▶ TASK REQUIREMENTS
Below are the entries; give again exactly the lines from the one mentioning "never appear here;" through the one mentioning "let (events, events_rx)", inclusive.

▶ GIVEN INFORMATION
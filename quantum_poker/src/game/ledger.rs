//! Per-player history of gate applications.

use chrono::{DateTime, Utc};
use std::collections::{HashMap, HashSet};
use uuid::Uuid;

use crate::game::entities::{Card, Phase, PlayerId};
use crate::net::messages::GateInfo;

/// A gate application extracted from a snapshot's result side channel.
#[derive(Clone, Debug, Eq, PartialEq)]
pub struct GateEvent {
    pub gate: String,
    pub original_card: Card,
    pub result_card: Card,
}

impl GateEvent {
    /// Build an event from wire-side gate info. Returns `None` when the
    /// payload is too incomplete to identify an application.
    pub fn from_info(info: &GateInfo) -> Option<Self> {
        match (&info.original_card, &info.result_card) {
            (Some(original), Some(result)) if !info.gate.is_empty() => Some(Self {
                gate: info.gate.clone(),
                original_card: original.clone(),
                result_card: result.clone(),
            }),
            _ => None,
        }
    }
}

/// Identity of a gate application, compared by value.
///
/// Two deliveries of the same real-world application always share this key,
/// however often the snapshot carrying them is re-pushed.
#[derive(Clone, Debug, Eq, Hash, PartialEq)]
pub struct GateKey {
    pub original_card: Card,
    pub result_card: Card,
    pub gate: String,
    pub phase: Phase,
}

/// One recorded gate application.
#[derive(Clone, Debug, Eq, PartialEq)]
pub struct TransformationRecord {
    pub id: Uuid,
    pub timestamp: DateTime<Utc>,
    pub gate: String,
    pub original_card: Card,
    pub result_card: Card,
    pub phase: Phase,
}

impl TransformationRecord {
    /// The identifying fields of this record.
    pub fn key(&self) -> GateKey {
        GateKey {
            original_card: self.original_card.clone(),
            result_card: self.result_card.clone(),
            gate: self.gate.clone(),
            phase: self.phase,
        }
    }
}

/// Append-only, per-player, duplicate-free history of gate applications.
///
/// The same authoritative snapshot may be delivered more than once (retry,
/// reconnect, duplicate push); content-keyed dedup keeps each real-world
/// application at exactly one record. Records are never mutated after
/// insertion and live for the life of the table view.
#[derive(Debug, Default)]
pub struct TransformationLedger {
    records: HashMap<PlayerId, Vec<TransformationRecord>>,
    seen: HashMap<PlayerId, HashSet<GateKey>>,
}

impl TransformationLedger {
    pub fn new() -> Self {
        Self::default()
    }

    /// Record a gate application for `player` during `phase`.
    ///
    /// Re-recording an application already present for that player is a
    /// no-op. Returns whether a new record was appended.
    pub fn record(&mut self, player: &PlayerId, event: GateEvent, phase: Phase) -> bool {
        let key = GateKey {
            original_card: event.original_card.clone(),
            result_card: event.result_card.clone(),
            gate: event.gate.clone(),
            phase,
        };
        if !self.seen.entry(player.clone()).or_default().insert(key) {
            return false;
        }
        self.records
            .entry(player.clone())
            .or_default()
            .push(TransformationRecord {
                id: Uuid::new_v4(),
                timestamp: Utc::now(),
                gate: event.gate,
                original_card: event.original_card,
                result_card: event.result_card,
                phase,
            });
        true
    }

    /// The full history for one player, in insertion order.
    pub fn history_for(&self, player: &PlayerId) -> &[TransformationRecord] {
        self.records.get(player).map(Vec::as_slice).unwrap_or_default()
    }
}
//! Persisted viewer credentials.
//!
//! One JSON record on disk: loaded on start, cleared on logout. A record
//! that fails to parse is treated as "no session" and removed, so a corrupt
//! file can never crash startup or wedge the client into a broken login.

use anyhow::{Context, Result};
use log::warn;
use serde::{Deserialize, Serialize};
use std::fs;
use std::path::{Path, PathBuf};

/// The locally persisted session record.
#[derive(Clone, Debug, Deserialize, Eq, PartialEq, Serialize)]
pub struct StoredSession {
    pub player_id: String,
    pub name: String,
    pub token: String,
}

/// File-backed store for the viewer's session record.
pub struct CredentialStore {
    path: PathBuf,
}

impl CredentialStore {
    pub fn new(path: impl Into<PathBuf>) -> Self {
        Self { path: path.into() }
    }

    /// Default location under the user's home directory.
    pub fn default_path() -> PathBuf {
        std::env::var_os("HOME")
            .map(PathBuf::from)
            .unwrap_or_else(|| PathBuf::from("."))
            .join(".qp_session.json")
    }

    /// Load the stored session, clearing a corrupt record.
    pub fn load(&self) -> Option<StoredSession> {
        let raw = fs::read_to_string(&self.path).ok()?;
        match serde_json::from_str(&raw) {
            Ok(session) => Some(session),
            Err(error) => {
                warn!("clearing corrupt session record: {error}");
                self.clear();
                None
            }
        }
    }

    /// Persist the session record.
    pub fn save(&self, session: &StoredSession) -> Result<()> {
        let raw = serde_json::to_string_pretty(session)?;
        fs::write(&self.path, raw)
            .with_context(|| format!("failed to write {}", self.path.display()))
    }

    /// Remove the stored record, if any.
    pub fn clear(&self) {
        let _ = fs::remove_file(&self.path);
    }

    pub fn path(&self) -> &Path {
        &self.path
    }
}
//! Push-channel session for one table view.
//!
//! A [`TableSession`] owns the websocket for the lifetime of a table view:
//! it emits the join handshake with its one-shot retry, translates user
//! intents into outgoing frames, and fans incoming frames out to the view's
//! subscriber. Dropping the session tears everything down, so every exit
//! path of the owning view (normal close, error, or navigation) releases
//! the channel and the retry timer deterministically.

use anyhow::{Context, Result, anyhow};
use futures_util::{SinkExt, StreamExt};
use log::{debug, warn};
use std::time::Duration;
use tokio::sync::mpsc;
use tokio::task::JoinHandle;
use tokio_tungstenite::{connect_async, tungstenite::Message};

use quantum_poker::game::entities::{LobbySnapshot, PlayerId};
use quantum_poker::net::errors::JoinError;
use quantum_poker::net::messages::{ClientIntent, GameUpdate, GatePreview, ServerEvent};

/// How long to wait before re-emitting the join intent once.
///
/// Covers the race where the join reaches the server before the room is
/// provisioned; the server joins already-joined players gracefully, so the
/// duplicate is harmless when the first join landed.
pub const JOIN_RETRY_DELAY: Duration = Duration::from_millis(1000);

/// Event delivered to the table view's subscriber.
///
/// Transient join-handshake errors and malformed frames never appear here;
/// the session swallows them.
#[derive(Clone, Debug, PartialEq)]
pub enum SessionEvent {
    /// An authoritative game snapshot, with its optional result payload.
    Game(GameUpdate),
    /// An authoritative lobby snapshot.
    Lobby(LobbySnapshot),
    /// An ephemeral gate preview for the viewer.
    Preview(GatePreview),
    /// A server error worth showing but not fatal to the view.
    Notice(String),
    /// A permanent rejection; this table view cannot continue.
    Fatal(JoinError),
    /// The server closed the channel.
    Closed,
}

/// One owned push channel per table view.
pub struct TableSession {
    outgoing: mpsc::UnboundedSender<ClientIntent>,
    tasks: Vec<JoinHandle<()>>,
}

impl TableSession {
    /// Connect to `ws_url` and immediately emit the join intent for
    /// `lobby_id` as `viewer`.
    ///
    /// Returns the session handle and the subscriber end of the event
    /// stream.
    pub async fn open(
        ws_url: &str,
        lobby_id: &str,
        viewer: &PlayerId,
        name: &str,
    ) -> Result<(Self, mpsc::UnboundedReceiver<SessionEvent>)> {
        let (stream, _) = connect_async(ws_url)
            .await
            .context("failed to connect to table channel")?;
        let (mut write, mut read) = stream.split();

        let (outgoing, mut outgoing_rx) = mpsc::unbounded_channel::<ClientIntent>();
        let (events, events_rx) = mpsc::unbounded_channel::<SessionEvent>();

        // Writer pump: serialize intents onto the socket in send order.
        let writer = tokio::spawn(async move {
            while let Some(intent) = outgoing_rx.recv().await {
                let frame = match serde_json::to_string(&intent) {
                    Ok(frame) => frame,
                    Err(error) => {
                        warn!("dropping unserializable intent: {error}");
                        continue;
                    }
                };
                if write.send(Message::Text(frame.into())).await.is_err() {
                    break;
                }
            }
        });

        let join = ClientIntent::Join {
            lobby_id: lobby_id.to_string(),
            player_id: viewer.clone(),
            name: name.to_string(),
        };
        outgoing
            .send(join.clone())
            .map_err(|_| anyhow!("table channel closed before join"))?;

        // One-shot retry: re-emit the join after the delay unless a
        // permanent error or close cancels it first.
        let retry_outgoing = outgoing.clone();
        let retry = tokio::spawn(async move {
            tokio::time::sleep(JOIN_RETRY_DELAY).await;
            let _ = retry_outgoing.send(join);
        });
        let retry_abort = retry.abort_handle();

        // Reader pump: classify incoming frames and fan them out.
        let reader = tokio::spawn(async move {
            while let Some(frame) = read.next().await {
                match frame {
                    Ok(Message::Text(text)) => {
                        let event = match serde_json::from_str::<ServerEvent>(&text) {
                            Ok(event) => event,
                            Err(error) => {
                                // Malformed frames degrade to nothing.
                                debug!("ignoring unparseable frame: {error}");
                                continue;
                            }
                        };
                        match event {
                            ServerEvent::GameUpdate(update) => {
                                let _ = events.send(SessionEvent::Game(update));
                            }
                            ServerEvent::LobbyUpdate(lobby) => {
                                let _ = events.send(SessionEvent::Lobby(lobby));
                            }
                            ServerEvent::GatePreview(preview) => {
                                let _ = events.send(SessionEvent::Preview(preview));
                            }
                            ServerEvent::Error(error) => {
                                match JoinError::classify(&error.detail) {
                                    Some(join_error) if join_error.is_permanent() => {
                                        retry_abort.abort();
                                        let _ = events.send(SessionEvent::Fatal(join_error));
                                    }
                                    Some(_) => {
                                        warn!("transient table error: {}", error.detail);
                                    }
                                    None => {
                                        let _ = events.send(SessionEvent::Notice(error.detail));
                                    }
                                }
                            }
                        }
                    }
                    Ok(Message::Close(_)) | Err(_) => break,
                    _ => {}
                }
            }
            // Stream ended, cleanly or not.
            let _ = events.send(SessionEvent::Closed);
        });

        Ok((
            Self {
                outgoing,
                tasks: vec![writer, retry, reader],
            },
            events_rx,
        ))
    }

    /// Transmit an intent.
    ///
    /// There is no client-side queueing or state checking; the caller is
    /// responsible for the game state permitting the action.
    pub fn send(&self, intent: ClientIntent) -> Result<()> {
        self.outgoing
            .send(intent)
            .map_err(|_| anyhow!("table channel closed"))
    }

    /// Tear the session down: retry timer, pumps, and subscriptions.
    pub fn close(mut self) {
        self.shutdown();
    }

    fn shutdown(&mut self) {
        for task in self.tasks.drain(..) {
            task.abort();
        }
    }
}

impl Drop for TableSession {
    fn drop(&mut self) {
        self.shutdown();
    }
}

▶ WRITTEN RESPONSE
/// Transient join-handshake errors and malformed frames never appear here;
/// the session swallows them.
#[derive(Clone, Debug, PartialEq)]
pub enum SessionEvent {
    /// An authoritative game snapshot, with its optional result payload.
    Game(GameUpdate),
    /// An authoritative lobby snapshot.
    Lobby(LobbySnapshot),
    /// An ephemeral gate preview for the viewer.
    Preview(GatePreview),
    /// A server error worth showing but not fatal to the view.
    Notice(String),
    /// A permanent rejection; this table view cannot continue.
    Fatal(JoinError),
    /// The server closed the channel.
    Closed,
}

/// One owned push channel per table view.
pub struct TableSession {
    outgoing: mpsc::UnboundedSender<ClientIntent>,
    tasks: Vec<JoinHandle<()>>,
}

impl TableSession {
    /// Connect to `ws_url` and immediately emit the join intent for
    /// `lobby_id` as `viewer`.
    ///
    /// Returns the session handle and the subscriber end of the event
    /// stream.
    pub async fn open(
        ws_url: &str,
        lobby_id: &str,
        viewer: &PlayerId,
        name: &str,
    ) -> Result<(Self, mpsc::UnboundedReceiver<SessionEvent>)> {
        let (stream, _) = connect_async(ws_url)
            .await
            .context("failed to connect to table channel")?;
        let (mut write, mut read) = stream.split();

        let (outgoing, mut outgoing_rx) = mpsc::unbounded_channel::<ClientIntent>();
        let (events, events_rx) = mpsc::unbounded_channel::<SessionEvent>();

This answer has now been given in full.